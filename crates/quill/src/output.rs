//! Terminal output.
//!
//! Command results go to stdout; diagnostics go to stderr in color.

use console::{Style, Term};

pub(crate) struct Output {
    stdout: Term,
    stderr: Term,
    yellow: Style,
    red: Style,
}

impl Output {
    #[must_use]
    pub(crate) fn new() -> Self {
        Self {
            stdout: Term::stdout(),
            stderr: Term::stderr(),
            yellow: Style::new().yellow(),
            red: Style::new().red(),
        }
    }

    /// Write a command result to stdout.
    pub(crate) fn emit(&self, text: &str) -> std::io::Result<()> {
        self.stdout.write_line(text)
    }

    /// Print a diagnostic (dim).
    pub(crate) fn info(&self, msg: &str) {
        let _ = self
            .stderr
            .write_line(&Style::new().dim().apply_to(msg).to_string());
    }

    /// Print a warning message (yellow).
    pub(crate) fn warning(&self, msg: &str) {
        let _ = self
            .stderr
            .write_line(&self.yellow.apply_to(msg).to_string());
    }

    /// Print an error message (red).
    pub(crate) fn error(&self, msg: &str) {
        let _ = self.stderr.write_line(&self.red.apply_to(msg).to_string());
    }
}
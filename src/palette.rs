// The color palette: a row of swatches along the top of the canvas.
// Order matters. It decides where each swatch sits on screen, so the
// palette is always an explicit Vec, never a map.

use crate::error::Error;
use crate::types::{Color, FrameBuffer};

/// Half-open pixel rectangle: [x0, x1) × [y0, y1).
#[derive(Debug, Clone, Copy, PartialEq, Eq)]
pub struct Region {
    pub x0: i32,
    pub y0: i32,
    pub x1: i32,
    pub y1: i32,
}

impl Region {
    #[inline]
    pub fn contains(&self, x: i32, y: i32) -> bool {
        x >= self.x0 && x < self.x1 && y >= self.y0 && y < self.y1
    }

    #[inline]
    pub fn overlaps(&self, other: &Region) -> bool {
        self.x0 < other.x1 && other.x0 < self.x1 && self.y0 < other.y1 && other.y0 < self.y1
    }

    fn is_empty(&self) -> bool {
        self.x1 <= self.x0 || self.y1 <= self.y0
    }
}

#[derive(Debug, Clone, PartialEq, Eq)]
pub struct Swatch {
    pub name: &'static str,
    pub color: Color,
    pub region: Region,
}

/// Geometry of the header band.
#[derive(Debug, Clone, Copy, PartialEq, Eq)]
pub struct PaletteLayout {
    pub header_height: u32, // H: swatches live in rows [0, H)
    pub offset: u32,        // left margin before the first swatch
    pub swatch_width: u32,  // W
    pub gap: u32,           // space between neighbours
}

impl Default for PaletteLayout {
    fn default() -> Self {
        Self { header_height: 50, offset: 10, swatch_width: 90, gap: 10 }
    }
}

pub const DEFAULT_COLORS: [(&str, Color); 7] = [
    ("red", Color::rgb(255, 0, 0)),
    ("green", Color::rgb(0, 255, 0)),
    ("blue", Color::rgb(0, 0, 255)),
    ("yellow", Color::rgb(255, 255, 0)),
    ("cyan", Color::rgb(0, 255, 255)),
    ("magenta", Color::rgb(255, 0, 255)),
    ("black", Color::rgb(0, 0, 0)),
];

#[derive(Debug, Clone)]
pub struct Palette {
    swatches: Vec<Swatch>,
    header_height: i32,
}

impl Palette {
    /// Build a palette from explicit regions.
    /// Overlapping or out-of-band regions are a configuration error.
    pub fn new(swatches: Vec<Swatch>, header_height: u32) -> Result<Self, Error> {
        let h = header_height as i32;
        for (i, s) in swatches.iter().enumerate() {
            if s.region.is_empty() {
                return Err(Error::PaletteOverlap(format!("swatch '{}' has an empty region", s.name)));
            }
            if s.region.y0 < 0 || s.region.y1 > h {
                return Err(Error::PaletteOverlap(format!(
                    "swatch '{}' leaves the header band [0, {h})",
                    s.name
                )));
            }
            if let Some(prev) = i.checked_sub(1).map(|p| &swatches[p]) {
                if s.region.x0 < prev.region.x0 {
                    return Err(Error::PaletteOverlap(format!(
                        "swatch '{}' is left of '{}'",
                        s.name, prev.name
                    )));
                }
            }
            if let Some(other) = swatches[..i].iter().find(|o| o.region.overlaps(&s.region)) {
                return Err(Error::PaletteOverlap(format!(
                    "swatches '{}' and '{}' overlap",
                    other.name, s.name
                )));
            }
        }
        Ok(Self { swatches, header_height: h })
    }

    /// Lay out `colors` left to right, `gap` pixels apart.
    pub fn layout(colors: &[(&'static str, Color)], layout: PaletteLayout) -> Result<Self, Error> {
        let stride = (layout.swatch_width + layout.gap) as i32;
        let h = layout.header_height as i32;
        let swatches: Vec<Swatch> = colors
            .iter()
            .enumerate()
            .map(|(i, &(name, color))| {
                let x0 = layout.offset as i32 + i as i32 * stride;
                Swatch {
                    name,
                    color,
                    region: Region { x0, y0: 0, x1: x0 + layout.swatch_width as i32, y1: h },
                }
            })
            .collect();
        Self::new(swatches, layout.header_height)
    }

    /// The seven default swatches in the default band.
    pub fn standard() -> Result<Self, Error> {
        Self::layout(&DEFAULT_COLORS, PaletteLayout::default())
    }

    pub fn swatches(&self) -> &[Swatch] {
        &self.swatches
    }

    pub fn header_height(&self) -> usize {
        self.header_height as usize
    }

    /// The swatch under (x,y), if any. Gaps and rows at or below H miss.
    pub fn hit_test(&self, x: i32, y: i32) -> Option<&Swatch> {
        if y < 0 || y >= self.header_height {
            return None;
        }
        self.swatches.iter().find(|s| s.region.contains(x, y))
    }

    /// Name of the first swatch with this color (for the HUD).
    pub fn name_of(&self, color: Color) -> Option<&'static str> {
        self.swatches.iter().find(|s| s.color == color).map(|s| s.name)
    }

    /// Fill each swatch region with its color.
    pub fn paint(&self, fb: &mut FrameBuffer) {
        for s in &self.swatches {
            let y0 = s.region.y0.max(0) as usize;
            let y1 = (s.region.y1.max(0) as usize).min(fb.height);
            let x0 = s.region.x0.max(0) as usize;
            let x1 = (s.region.x1.max(0) as usize).min(fb.width);
            if x0 >= x1 {
                continue;
            }
            for y in y0..y1 {
                let row = y * fb.width;
                fb.pixels[row + x0..row + x1].fill(s.color.0);
            }
        }
    }
}

#[cfg(test)]
mod tests {
    use super::*;
    use proptest::prelude::*;

    fn swatch(name: &'static str, x0: i32, x1: i32) -> Swatch {
        Swatch { name, color: Color::BLACK, region: Region { x0, y0: 0, x1, y1: 50 } }
    }

    #[test]
    fn standard_layout_is_ordered_and_spaced() {
        let p = Palette::standard().unwrap();
        let names: Vec<_> = p.swatches().iter().map(|s| s.name).collect();
        assert_eq!(names, ["red", "green", "blue", "yellow", "cyan", "magenta", "black"]);
        assert_eq!(p.swatches()[0].region, Region { x0: 10, y0: 0, x1: 100, y1: 50 });
        assert_eq!(p.swatches()[1].region, Region { x0: 110, y0: 0, x1: 200, y1: 50 });
        assert_eq!(p.header_height(), 50);
    }

    #[test]
    fn hit_test_edges() {
        let p = Palette::standard().unwrap();
        assert_eq!(p.hit_test(10, 0).map(|s| s.name), Some("red"));
        assert_eq!(p.hit_test(99, 49).map(|s| s.name), Some("red"));
        assert!(p.hit_test(100, 10).is_none()); // gap
        assert!(p.hit_test(5, 10).is_none()); // left margin
        assert!(p.hit_test(50, 50).is_none()); // below the band
        assert!(p.hit_test(50, -1).is_none());
        assert!(p.hit_test(5000, 10).is_none());
    }

    #[test]
    fn overlapping_regions_are_rejected() {
        let err = Palette::new(vec![swatch("a", 0, 20), swatch("b", 19, 40)], 50).unwrap_err();
        assert!(matches!(err, Error::PaletteOverlap(_)));
    }

    #[test]
    fn out_of_order_and_out_of_band_are_rejected() {
        assert!(Palette::new(vec![swatch("a", 30, 40), swatch("b", 0, 10)], 50).is_err());
        assert!(Palette::new(vec![swatch("a", 0, 10)], 40).is_err());
        assert!(Palette::new(vec![swatch("a", 10, 10)], 50).is_err());
    }

    #[test]
    fn zero_width_layout_is_rejected() {
        let layout = PaletteLayout { swatch_width: 0, ..Default::default() };
        assert!(Palette::layout(&DEFAULT_COLORS, layout).is_err());
    }

    #[test]
    fn touching_regions_are_fine() {
        let p = Palette::new(vec![swatch("a", 0, 20), swatch("b", 20, 40)], 50).unwrap();
        assert_eq!(p.hit_test(19, 0).map(|s| s.name), Some("a"));
        assert_eq!(p.hit_test(20, 0).map(|s| s.name), Some("b"));
    }

    #[test]
    fn paint_fills_regions_only() {
        let p = Palette::standard().unwrap();
        let mut fb = FrameBuffer::new(800, 60, Color::WHITE);
        p.paint(&mut fb);
        assert_eq!(fb.get(10, 0), Some(Color::RED));
        assert_eq!(fb.get(99, 49), Some(Color::RED));
        assert_eq!(fb.get(105, 20), Some(Color::WHITE));
        assert_eq!(fb.get(50, 50), Some(Color::WHITE));
        assert_eq!(fb.get(650, 25), Some(Color::BLACK));
    }

    proptest! {
        #[test]
        fn every_point_hits_at_most_one_swatch(x in -50i32..900, y in -10i32..80) {
            let p = Palette::standard().unwrap();
            let hits = p.swatches().iter().filter(|s| s.region.contains(x, y)).count();
            prop_assert!(hits <= 1);
            match p.hit_test(x, y) {
                Some(s) => prop_assert!(s.region.contains(x, y)),
                None => prop_assert_eq!(hits, 0),
            }
        }

        #[test]
        fn points_inside_swatch_resolve_to_it(i in 0usize..7, dx in 0i32..90, y in 0i32..50) {
            let p = Palette::standard().unwrap();
            let s = &p.swatches()[i];
            let hit = p.hit_test(s.region.x0 + dx, y);
            prop_assert_eq!(hit.map(|h| h.color), Some(s.color));
        }
    }
}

####################

◆ EXERCISE AIM
Search the lines above for the string "magenta", then show every one that has it.

◆ PROBLEM SOLUTION
    ("magenta", Color::rgb(255, 0, 255)),
        assert_eq!(names, ["red", "green", "blue", "yellow", "cyan", "magenta", "black"]);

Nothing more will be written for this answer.